Disguise is clearly central to being a Spy, and is the primary ability of the Spy class.

Black X/Ace's strategy is borrowed straight from "A Scandal in Bohemia". Feel free to borrow from the classics when running or playing in your Hideouts & Hoodlums campaigns.

I usually give Will Eisner credit for having well-thought out his stories, but this one seems a little lacking. If Koran's empire extends only as far north as Brazil, then does it make sense for the freedom fighters to be in Colombia, outside the empire? And how did Mara Hani get there ahead of Black X/Ace? I could imagine players crying foul there.


The numbness in Black X/Ace's arm seems to be mere flavor text, as it doesn't seem to be affecting his fighting ability any.

Jaguars we've seen before, and were statted in Supplement III.



Another example of a Hero taking "months" to recover from injuries, while a mobster dies from conditions that, for a Hero, could have been avoided with simple first aid and rest.


I include this page of Philpot Veep, Master Detective for three reasons. One, the inside joke on the wanted poster in the background about G. Brenner (long-time readers will recognize that as the creator of The Clock!); two, $8.65 is apparently a reasonable price for a radio, with tubes, in 1939; and three, the casual reference to Sherlock Holmes' infamous cocaine addiction.
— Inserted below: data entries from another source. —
use std::sync::Arc;

use sqlx::SqliteConnection;
use tracing::{info, warn};
use url::Url;
use uuid::Uuid;

use crate::{
    db::DbPool,
    error::AppError,
    models::{
        participant::{ConfirmParticipantPayload, Participant},
        require_text,
        trip::Trip,
    },
    services::{
        mailer::{ConfirmationEmail, NotificationSender},
        store,
    },
};

#[derive(Clone)]
pub struct ParticipantService {
    db: DbPool,
    mailer: Arc<dyn NotificationSender>,
    public_url: Arc<Url>,
}

impl ParticipantService {
    pub fn new(db: DbPool, mailer: Arc<dyn NotificationSender>, public_url: Url) -> Self {
        Self {
            db,
            mailer,
            public_url: Arc::new(public_url),
        }
    }

    pub async fn register_bulk(
        &self,
        conn: &mut SqliteConnection,
        emails: &[String],
        trip: &Trip,
    ) -> Result<Vec<Participant>, AppError> {
        let mut created = Vec::with_capacity(emails.len());
        // Every entry becomes a participant, blank or duplicate ones included;
        // only single invites are validated.
        for email in emails {
            let participant = Participant::new(trip.id, email.trim());
            store::insert_participant(&mut *conn, &participant).await?;
            created.push(participant);
        }
        Ok(created)
    }

    pub async fn register_single(
        &self,
        email: &str,
        name: Option<&str>,
        trip: &Trip,
    ) -> Result<Participant, AppError> {
        let mut participant = Participant::new(trip.id, require_text("email", email)?);
        if let Some(name) = name {
            participant.name = name.trim().to_string();
        }
        store::insert_participant(&self.db, &participant).await?;
        info!(trip_id = %trip.id, participant_id = %participant.id, "participant invited");
        Ok(participant)
    }

    /// Failed deliveries are logged and skipped; returns how many went out.
    pub async fn send_confirmation_to_all(&self, trip: &Trip) -> Result<usize, AppError> {
        let participants = self.list_by_trip(trip.id).await?;
        let mut sent = 0;
        for participant in &participants {
            match self.send_confirmation_to_one(trip, participant).await {
                Ok(()) => sent += 1,
                Err(err) => {
                    warn!(participant_id = %participant.id, "confirmation email failed: {err}")
                }
            }
        }
        info!(trip_id = %trip.id, sent, total = participants.len(), "confirmation emails dispatched");
        Ok(sent)
    }

    pub async fn send_confirmation_to_one(
        &self,
        trip: &Trip,
        participant: &Participant,
    ) -> Result<(), AppError> {
        let email = ConfirmationEmail::render(trip, participant, &self.public_url)?;
        self.mailer.send_confirmation(email).await
    }

    pub async fn list_by_trip(&self, trip_id: Uuid) -> Result<Vec<Participant>, AppError> {
        store::list_participants(&self.db, trip_id).await
    }

    pub async fn get(&self, id: Uuid) -> Result<Participant, AppError> {
        store::find_participant(&self.db, id)
            .await?
            .ok_or(AppError::NotFound)
    }

    pub async fn confirm(
        &self,
        id: Uuid,
        payload: &ConfirmParticipantPayload,
    ) -> Result<Participant, AppError> {
        let mut participant = self.get(id).await?;
        if !payload.email.trim().eq_ignore_ascii_case(&participant.email) {
            return Err(AppError::BadRequest(
                "email does not match the invitation".into(),
            ));
        }
        participant.name = require_text("name", &payload.name)?;
        participant.is_confirmed = true;
        store::save_participant(&self.db, &participant).await?;
        info!(participant_id = %participant.id, trip_id = %participant.trip_id, "participant confirmed");
        Ok(participant)
    }
}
Interestingly, we saw this same panel of the gar-wrestling man in another comic book, from a different publisher! This title from Quality and Fiction House's Jumbo Comics both had the Will Eisner shop in common -- does this mean both comic books were produced by his shop? Or was Eisner able to re-sell the already-published page because no one paid attention to the educational filler?
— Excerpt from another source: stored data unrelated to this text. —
use serde::{Deserialize, Serialize};
use sqlx::FromRow;
use url::Url;
use uuid::Uuid;

use super::require_text;
use crate::error::AppError;

#[derive(Debug, Clone, PartialEq, Eq, Serialize, Deserialize, FromRow)]
pub struct Link {
    pub id: Uuid,
    pub trip_id: Uuid,
    pub title: String,
    pub url: String,
}

impl Link {
    pub fn new(trip_id: Uuid, payload: &LinkPayload) -> Result<Self, AppError> {
        let url = Url::parse(payload.url.trim())
            .map_err(|err| AppError::BadRequest(format!("url is invalid: {err}")))?;
        Ok(Self {
            id: Uuid::new_v4(),
            trip_id,
            title: require_text("title", &payload.title)?,
            url: url.to_string(),
        })
    }
}

#[derive(Debug, Clone, Deserialize)]
pub struct LinkPayload {
    pub title: String,
    pub url: String,
}

#[derive(Debug, Clone, Serialize, Deserialize)]
#[serde(rename_all = "camelCase")]
pub struct LinkCreated {
    pub link_id: Uuid,
}

#[cfg(test)]
mod tests {
    use super::*;

    #[test]
    fn relative_urls_are_rejected() {
        let err = Link::new(
            Uuid::new_v4(),
            &LinkPayload {
                title: "Booking".into(),
                url: "/hotel/123".into(),
            },
        );
        assert!(matches!(err, Err(AppError::BadRequest(_))));
    }
}
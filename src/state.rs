use std::sync::Arc;

use crate::{
    config::AppConfig,
    db::DbPool,
    services::{
        activities::ActivityService, links::LinkService, mailer::NotificationSender,
        participants::ParticipantService, trips::TripService,
    },
};

#[derive(Clone)]
pub struct AppState {
    pub config: AppConfig,
    pub db: DbPool,
    pub trips: TripService,
    pub participants: ParticipantService,
}

impl AppState {
    pub fn new(config: AppConfig, db: DbPool, mailer: Arc<dyn NotificationSender>) -> Self {
        let participants = ParticipantService::new(db.clone(), mailer, config.public_url.clone());
        let activities = ActivityService::new(db.clone());
        let links = LinkService::new(db.clone());
        let trips = TripService::new(db.clone(), participants.clone(), activities, links);
        Self {
            config,
            db,
            trips,
            participants,
        }
    }
}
Swordfish were also covered here. A 450 lb. swordfish would only qualify as a large, 2 Hit Dice, swordfish.

This is Chic Carter, Ace Reporter, the new feature from Vernon Henkel, who we've seen before doing Gallant Knight.

A monogrammed broken watch fob is a good clue for an Editor to let Heroes find.

Players will know when they got a good encounter reaction roll, when the police walks in on their Heroes, catches them compromising a crime scene, and still just lets them walk away.

This is not a tactic I would normally recommend, since there's a good chance the bad guys will try harder to lose you. But if you're confident in your driver, you might want to make it easy to let the bad guys know you're tailing them, so they'll stop and attack you or try to capture you.

(Scans courtesy of Comic Book Plus)







Wednesday, July 6, 2016

Popular Comics #40

The Hurricane Kids are lost on a hidden land/lost world island. You can tell that it is by the over-sized fauna and, of course, the presence of dinosaurs. But what kind of dinosaurs? Some variety of carnosaur, it seems. I wonder if I should keep dinosaurs equally generic in Hideouts & Hoodlums, so one carnosaur entry could represent a variety of species.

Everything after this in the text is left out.